→ **Exercise instructions**
Please report how many lines in the records below contain the word "scales", and give nothing else.

(Dataset content begins)

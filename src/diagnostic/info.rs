//! Structured diagnostic information for token documents.

use std::fmt;

// ============================================================================
// Severity
// ============================================================================

/// How serious a diagnostic is.
///
/// The converters never fail, so there is no error severity here: a
/// `Warning` marks structure that will silently lose or overwrite output,
/// a `Note` marks structure that is merely suspicious.
#[derive(Debug, Clone, Copy, PartialEq, Eq)]
pub enum Severity {
    /// Output-affecting problem (for example, colliding overrides).
    Warning,
    /// Advisory observation (for example, a reference to an unknown category).
    Note,
}

// ============================================================================
// Diagnostic
// ============================================================================

/// A single diagnostic tied to a location in the token document.
#[derive(Debug, Clone)]
pub struct Diagnostic {
    /// Severity of the diagnostic.
    pub severity: Severity,
    /// Dotted token path the diagnostic refers to, when one applies.
    pub path: Option<String>,
    /// Human-readable message.
    pub message: String,
}

impl Diagnostic {
    /// Create a warning.
    pub fn warning(message: impl Into<String>) -> Self {
        Self {
            severity: Severity::Warning,
            path: None,
            message: message.into(),
        }
    }

    /// Create a note.
    pub fn note(message: impl Into<String>) -> Self {
        Self {
            severity: Severity::Note,
            path: None,
            message: message.into(),
        }
    }

    /// Attach the dotted token path this diagnostic refers to.
    pub fn with_path(mut self, path: impl Into<String>) -> Self {
        self.path = Some(path.into());
        self
    }

    /// Severity label for display.
    pub fn severity_str(&self) -> &'static str {
        match self.severity {
            Severity::Warning => "warning",
            Severity::Note => "note",
        }
    }
}

// ============================================================================
// Diagnostics (Collection)
// ============================================================================

/// A collection of diagnostics gathered while analyzing a token document.
///
/// # Example
///
/// ```ignore
/// let result = build_stylesheets(path)?;
/// if !result.diagnostics.is_empty() {
///     eprintln!("{}", result.diagnostics);
/// }
/// ```
#[derive(Debug, Clone, Default)]
pub struct Diagnostics {
    items: Vec<Diagnostic>,
}

impl Diagnostics {
    /// Create an empty diagnostics collection.
    pub fn new() -> Self {
        Self { items: Vec::new() }
    }

    /// Create from a vector of diagnostics.
    pub fn from_vec(items: Vec<Diagnostic>) -> Self {
        Self { items }
    }

    /// Add a diagnostic.
    pub fn push(&mut self, diagnostic: Diagnostic) {
        self.items.push(diagnostic);
    }

    /// Check if there are no diagnostics.
    pub fn is_empty(&self) -> bool {
        self.items.is_empty()
    }

    /// Get the number of diagnostics.
    pub fn len(&self) -> usize {
        self.items.len()
    }

    /// Check if there are any warnings.
    pub fn has_warnings(&self) -> bool {
        self.items.iter().any(|d| d.severity == Severity::Warning)
    }

    /// Count warnings.
    pub fn warning_count(&self) -> usize {
        self.items
            .iter()
            .filter(|d| d.severity == Severity::Warning)
            .count()
    }

    /// Count notes.
    pub fn note_count(&self) -> usize {
        self.items
            .iter()
            .filter(|d| d.severity == Severity::Note)
            .count()
    }

    /// Get a summary of diagnostic counts.
    pub fn summary(&self) -> DiagnosticSummary {
        DiagnosticSummary {
            warnings: self.warning_count(),
            notes: self.note_count(),
        }
    }

    /// Iterate over all diagnostics.
    pub fn iter(&self) -> impl Iterator<Item = &Diagnostic> {
        self.items.iter()
    }

    /// Iterate over warnings only.
    pub fn warnings(&self) -> impl Iterator<Item = &Diagnostic> {
        self.items
            .iter()
            .filter(|d| d.severity == Severity::Warning)
    }

    /// Iterate over notes only.
    pub fn notes(&self) -> impl Iterator<Item = &Diagnostic> {
        self.items.iter().filter(|d| d.severity == Severity::Note)
    }
}

impl fmt::Display for Diagnostics {
    fn fmt(&self, f: &mut fmt::Formatter<'_>) -> fmt::Result {
        let rendered =
            super::format::format_diagnostics(self, super::format::DiagnosticOptions::plain());
        f.write_str(&rendered)
    }
}

impl<'a> IntoIterator for &'a Diagnostics {
    type Item = &'a Diagnostic;
    type IntoIter = std::slice::Iter<'a, Diagnostic>;

    fn into_iter(self) -> Self::IntoIter {
        self.items.iter()
    }
}

// ============================================================================
// DiagnosticSummary
// ============================================================================

/// Summary of diagnostic counts.
#[derive(Debug, Clone, Copy, Default, PartialEq, Eq)]
pub struct DiagnosticSummary {
    /// Number of warnings.
    pub warnings: usize,
    /// Number of notes.
    pub notes: usize,
}

impl DiagnosticSummary {
    /// Total number of diagnostics.
    pub fn total(&self) -> usize {
        self.warnings + self.notes
    }

    /// Whether there are any diagnostics at all.
    pub fn is_empty(&self) -> bool {
        self.total() == 0
    }
}

impl fmt::Display for DiagnosticSummary {
    fn fmt(&self, f: &mut fmt::Formatter<'_>) -> fmt::Result {
        match (self.warnings, self.notes) {
            (0, 0) => write!(f, "no diagnostics"),
            (w, 0) => write!(f, "{w} warning{}", if w == 1 { "" } else { "s" }),
            (0, n) => write!(f, "{n} note{}", if n == 1 { "" } else { "s" }),
            (w, n) => write!(
                f,
                "{w} warning{}, {n} note{}",
                if w == 1 { "" } else { "s" },
                if n == 1 { "" } else { "s" }
            ),
        }
    }
}
//! Spacing token conversion.

use indexmap::IndexMap;
use serde_json::Value as JsonValue;

use super::{display_value, leaf_value, resolved_leaf};
use crate::resolve::css_ident;

/// Semantic spacing sizes recognized at the document root, smallest first.
///
/// The full-document generator and the utility-class generator enumerate this
/// ramp explicitly instead of inferring it; sizes absent from a document are
/// skipped.
pub const SPACING_SIZES: [&str; 11] = [
    "none", "xxs", "xs", "sm", "md", "lg", "xl", "2xl", "3xl", "4xl", "5xl",
];

/// Convert spacing tokens into a custom-property map.
///
/// Expects a map with an optional `unit` sub-map (base measurements, emitted
/// as `--spacing-unit-{key}` verbatim) alongside semantic size keys, each
/// emitted as `--spacing-{key}` with references resolved.
pub fn convert_spacing_tokens(tokens: &JsonValue) -> IndexMap<String, String> {
    let mut props = IndexMap::new();
    let Some(entries) = tokens.as_object() else {
        return props;
    };

    for (key, value) in entries {
        if key == "unit" {
            let Some(units) = value.as_object() else {
                continue;
            };
            for (unit, measure) in units {
                if let Some(rendered) = display_value(leaf_value(measure)) {
                    props.insert(format!("--spacing-unit-{}", css_ident(unit)), rendered);
                }
            }
        } else if let Some(resolved) = resolved_leaf(value) {
            props.insert(format!("--spacing-{}", css_ident(key)), resolved);
        }
    }

    props
}

#[cfg(test)]
mod tests {
    use super::*;
    use serde_json::json;

    #[test]
    fn test_unit_submap() {
        let props = convert_spacing_tokens(&json!({"unit": {"4": 4, "8": 8}}));
        assert_eq!(props["--spacing-unit-4"], "4");
        assert_eq!(props["--spacing-unit-8"], "8");
    }

    #[test]
    fn test_semantic_sizes_resolved() {
        let props = convert_spacing_tokens(&json!({
            "sm": "{unit.8}",
            "md": "16px"
        }));
        assert_eq!(props["--spacing-sm"], "var(--spacing-unit-8)");
        assert_eq!(props["--spacing-md"], "16px");
    }

    #[test]
    fn test_document_order_preserved() {
        let props = convert_spacing_tokens(&json!({"md": "16px", "unit": {"4": 4}, "sm": "8px"}));
        let names: Vec<&str> = props.keys().map(String::as_str).collect();
        assert_eq!(names, vec!["--spacing-md", "--spacing-unit-4", "--spacing-sm"]);
    }

    #[test]
    fn test_malformed_entries_skipped() {
        let props = convert_spacing_tokens(&json!({"unit": "flat", "sm": {"no": "leaf"}}));
        assert!(props.is_empty());
    }
}
//! Category-specific token converters.
//!
//! Where [`flatten_tokens`](crate::flatten_tokens) treats the document as a
//! uniform tree, the converters here know the shape of one category each and
//! emit its custom-property map directly:
//!
//! - [`convert_typography_tokens`] - font families, weights, platform type scales
//! - [`convert_color_tokens`] - palette families and theme-scoped semantic colors
//! - [`convert_spacing_tokens`] - spacing ramp and base units
//!
//! All converters are best-effort. Substructure that does not match the
//! expected shape is skipped without error.

mod color;
mod spacing;
mod typography;

pub use color::convert_color_tokens;
pub use spacing::{convert_spacing_tokens, SPACING_SIZES};
pub use typography::convert_typography_tokens;

pub(crate) use typography::{for_each_scale_entry, SCALE_PROPS};

use serde_json::Value as JsonValue;

use crate::resolve::resolve_references;

/// Platform buckets that carry a type scale, in emission order.
pub const PLATFORMS: [&str; 4] = ["desktop", "mobile", "ios", "android"];

/// Platforms whose type scale feeds the responsive override block.
///
/// Overrides are emitted in this order and write the same unprefixed
/// property names, so the last bucket present in the document wins.
pub const MOBILE_PLATFORMS: [&str; 3] = ["mobile", "ios", "android"];

/// Theme buckets, in emission order. `light` is the default theme.
pub const THEMES: [&str; 3] = ["light", "dark", "black"];

/// Unwrap a `{value: ...}` leaf object; other values pass through.
pub(crate) fn leaf_value(value: &JsonValue) -> &JsonValue {
    value.get("value").unwrap_or(value)
}

/// Render a primitive token value as CSS text.
///
/// Objects and arrays have no text form and are skipped by the emitters.
pub(crate) fn display_value(value: &JsonValue) -> Option<String> {
    match value {
        JsonValue::String(s) => Some(s.clone()),
        JsonValue::Number(n) => Some(n.to_string()),
        JsonValue::Bool(b) => Some(b.to_string()),
        _ => None,
    }
}

/// Unwrap a leaf, render it, and resolve embedded references.
pub(crate) fn resolved_leaf(value: &JsonValue) -> Option<String> {
    display_value(leaf_value(value)).map(|raw| resolve_references(&raw))
}

#[cfg(test)]
mod tests {
    use super::*;
    use serde_json::json;

    #[test]
    fn test_leaf_value_unwrapping() {
        assert_eq!(leaf_value(&json!({"value": "#fff"})), &json!("#fff"));
        assert_eq!(leaf_value(&json!("#fff")), &json!("#fff"));
        assert_eq!(leaf_value(&json!(12)), &json!(12));
    }

    #[test]
    fn test_display_value() {
        assert_eq!(display_value(&json!("4px")), Some("4px".to_string()));
        assert_eq!(display_value(&json!(16)), Some("16".to_string()));
        assert_eq!(display_value(&json!({"nested": true})), None);
        assert_eq!(display_value(&json!(null)), None);
    }

    #[test]
    fn test_resolved_leaf() {
        assert_eq!(
            resolved_leaf(&json!({"value": "{blue.500}"})),
            Some("var(--color-blue-500)".to_string())
        );
    }
}
//! Utility-class stylesheet generation.
//!
//! Companion artifact to the custom-property stylesheet: one class per
//! typography scale, font family, font weight, and spacing size. Every
//! declaration references a `var(--...)` from the property stylesheet, so
//! the two artifacts are meant to be loaded together; no literal lengths are
//! embedded here.

use serde_json::Value as JsonValue;

use super::writer::RuleBuilder;
use crate::convert::{SCALE_PROPS, SPACING_SIZES};
use crate::resolve::css_ident;

/// Box properties targeted by each spacing utility class prefix.
const SPACING_UTILITIES: [(&str, &[&str]); 7] = [
    ("spacing", &["gap"]),
    ("p", &["padding"]),
    ("px", &["padding-left", "padding-right"]),
    ("py", &["padding-top", "padding-bottom"]),
    ("m", &["margin"]),
    ("mx", &["margin-left", "margin-right"]),
    ("my", &["margin-top", "margin-bottom"]),
];

/// Generate the utility-class stylesheet for a complete token document.
///
/// Emits `.text-{scale}-{variant}` classes for the default (desktop) type
/// scale, `.font-{weight}` and `.font-{family}` classes, and the spacing
/// class families (`.spacing-*`, `.p-*`, `.px-*`, `.py-*`, `.m-*`, `.mx-*`,
/// `.my-*`) for every spacing size present at the document root.
pub fn generate_typography_utilities(tokens: &JsonValue) -> String {
    let mut rules = Vec::new();

    if let Some(scales) = tokens
        .get("desktop")
        .and_then(|bucket| bucket.get("text"))
        .and_then(JsonValue::as_object)
    {
        for (scale, variants) in scales {
            let Some(variants) = variants.as_object() else {
                continue;
            };
            for (variant, entry) in variants {
                if !entry.is_object() {
                    continue;
                }
                let tail = format!("{}-{}", css_ident(scale), css_ident(variant));
                let mut rule = RuleBuilder::new(format!(".text-{tail}"));
                for (_, property) in SCALE_PROPS {
                    rule = rule.decl(property, format!("var(--typography-{tail}-{property})"));
                }
                rules.push(rule.build());
            }
        }
    }

    if let Some(weights) = font_submap(tokens, "weight") {
        for key in weights.keys() {
            let key = css_ident(key);
            rules.push(
                RuleBuilder::new(format!(".font-{key}"))
                    .decl("font-weight", format!("var(--font-weight-{key})"))
                    .build(),
            );
        }
    }

    if let Some(families) = font_submap(tokens, "family") {
        for key in families.keys() {
            let key = css_ident(key);
            rules.push(
                RuleBuilder::new(format!(".font-{key}"))
                    .decl("font-family", format!("var(--font-family-{key})"))
                    .build(),
            );
        }
    }

    for size in SPACING_SIZES {
        if tokens.get(size).is_none() {
            continue;
        }
        let reference = format!("var(--spacing-{size})");
        for (prefix, properties) in SPACING_UTILITIES {
            let mut rule = RuleBuilder::new(format!(".{prefix}-{size}"));
            for &property in properties {
                rule = rule.decl(property, &reference);
            }
            rules.push(rule.build());
        }
    }

    rules.join("\n")
}

fn font_submap<'a>(
    tokens: &'a JsonValue,
    key: &str,
) -> Option<&'a serde_json::Map<String, JsonValue>> {
    tokens
        .get("font")
        .and_then(|font| font.get(key))
        .and_then(JsonValue::as_object)
}

#[cfg(test)]
mod tests {
    use super::*;
    use serde_json::json;

    fn sample() -> JsonValue {
        json!({
            "font": {
                "family": {"primary": "Inter, sans-serif"},
                "weight": {"bold": "bold"}
            },
            "desktop": {
                "text": {"lg": {"bold": {"fontSize": "24px"}}}
            },
            "sm": "{unit.8}"
        })
    }

    #[test]
    fn test_text_classes_reference_defaults() {
        let css = generate_typography_utilities(&sample());
        assert!(css.contains(".text-lg-bold {"));
        assert!(css.contains("  font-size: var(--typography-lg-bold-font-size);"));
        assert!(css.contains("  font-weight: var(--typography-lg-bold-font-weight);"));
    }

    #[test]
    fn test_font_classes() {
        let css = generate_typography_utilities(&sample());
        assert!(css.contains(".font-bold {\n  font-weight: var(--font-weight-bold);\n}"));
        assert!(css.contains(".font-primary {\n  font-family: var(--font-family-primary);\n}"));
    }

    #[test]
    fn test_spacing_class_family() {
        let css = generate_typography_utilities(&sample());
        assert!(css.contains(".spacing-sm {\n  gap: var(--spacing-sm);\n}"));
        assert!(css.contains(".p-sm {\n  padding: var(--spacing-sm);\n}"));
        assert!(css.contains(
            ".px-sm {\n  padding-left: var(--spacing-sm);\n  padding-right: var(--spacing-sm);\n}"
        ));
        assert!(css.contains(
            ".my-sm {\n  margin-top: var(--spacing-sm);\n  margin-bottom: var(--spacing-sm);\n}"
        ));
    }

    #[test]
    fn test_no_literal_lengths() {
        let css = generate_typography_utilities(&sample());
        for line in css.lines() {
            if line.contains(':') {
                assert!(line.contains("var(--"), "literal value in: {line}");
            }
        }
    }

    #[test]
    fn test_absent_sizes_skipped() {
        let css = generate_typography_utilities(&sample());
        assert!(!css.contains(".p-xl"));
    }
}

(Dataset content ends)

→ **Task output**
3